--- INFORMATION SHOWN Enclosed Below ---

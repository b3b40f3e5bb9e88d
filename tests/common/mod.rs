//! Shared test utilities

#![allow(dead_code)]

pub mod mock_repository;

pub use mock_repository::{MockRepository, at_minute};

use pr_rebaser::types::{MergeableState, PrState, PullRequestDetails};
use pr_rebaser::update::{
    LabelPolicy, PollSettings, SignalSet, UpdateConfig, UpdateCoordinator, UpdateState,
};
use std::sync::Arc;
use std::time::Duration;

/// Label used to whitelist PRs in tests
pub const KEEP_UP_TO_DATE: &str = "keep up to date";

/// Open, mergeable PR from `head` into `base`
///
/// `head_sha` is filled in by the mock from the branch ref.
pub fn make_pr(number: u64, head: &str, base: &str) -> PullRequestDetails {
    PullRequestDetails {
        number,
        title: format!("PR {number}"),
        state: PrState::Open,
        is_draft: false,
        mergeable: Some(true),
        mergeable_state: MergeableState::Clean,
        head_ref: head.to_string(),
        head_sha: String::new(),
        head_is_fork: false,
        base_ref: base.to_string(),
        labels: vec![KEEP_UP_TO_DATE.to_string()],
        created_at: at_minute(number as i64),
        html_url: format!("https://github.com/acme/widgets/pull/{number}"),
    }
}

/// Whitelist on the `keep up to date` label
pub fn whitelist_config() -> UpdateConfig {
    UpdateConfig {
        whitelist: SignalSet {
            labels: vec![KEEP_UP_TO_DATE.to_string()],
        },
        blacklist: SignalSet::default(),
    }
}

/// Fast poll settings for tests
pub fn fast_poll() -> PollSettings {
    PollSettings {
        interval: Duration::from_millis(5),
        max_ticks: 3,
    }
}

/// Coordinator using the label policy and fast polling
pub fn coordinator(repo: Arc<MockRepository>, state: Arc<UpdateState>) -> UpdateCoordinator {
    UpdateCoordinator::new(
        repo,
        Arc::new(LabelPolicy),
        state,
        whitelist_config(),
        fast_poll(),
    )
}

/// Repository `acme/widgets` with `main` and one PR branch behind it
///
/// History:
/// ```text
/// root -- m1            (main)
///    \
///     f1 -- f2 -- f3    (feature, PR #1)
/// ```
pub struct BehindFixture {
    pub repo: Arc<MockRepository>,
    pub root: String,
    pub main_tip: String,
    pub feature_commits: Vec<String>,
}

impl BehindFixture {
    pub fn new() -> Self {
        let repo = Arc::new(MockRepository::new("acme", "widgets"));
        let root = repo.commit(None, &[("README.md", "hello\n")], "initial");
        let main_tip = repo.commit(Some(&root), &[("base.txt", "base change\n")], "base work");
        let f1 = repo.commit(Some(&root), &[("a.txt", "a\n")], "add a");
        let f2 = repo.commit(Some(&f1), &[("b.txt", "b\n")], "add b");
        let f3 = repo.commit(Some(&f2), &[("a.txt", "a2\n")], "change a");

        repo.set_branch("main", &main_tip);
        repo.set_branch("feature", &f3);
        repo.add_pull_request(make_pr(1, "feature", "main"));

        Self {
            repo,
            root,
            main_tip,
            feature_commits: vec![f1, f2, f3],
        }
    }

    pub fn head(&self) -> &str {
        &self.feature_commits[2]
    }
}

--- End of Enclosed INFORMATION SHOWN ---

What lines in the data include the string "PullRequestDetails"? Copy each one.

- _SOLUTION TO THE EXERCISE_:
use pr_rebaser::types::{MergeableState, PrState, PullRequestDetails};
pub fn make_pr(number: u64, head: &str, base: &str) -> PullRequestDetails {
    PullRequestDetails {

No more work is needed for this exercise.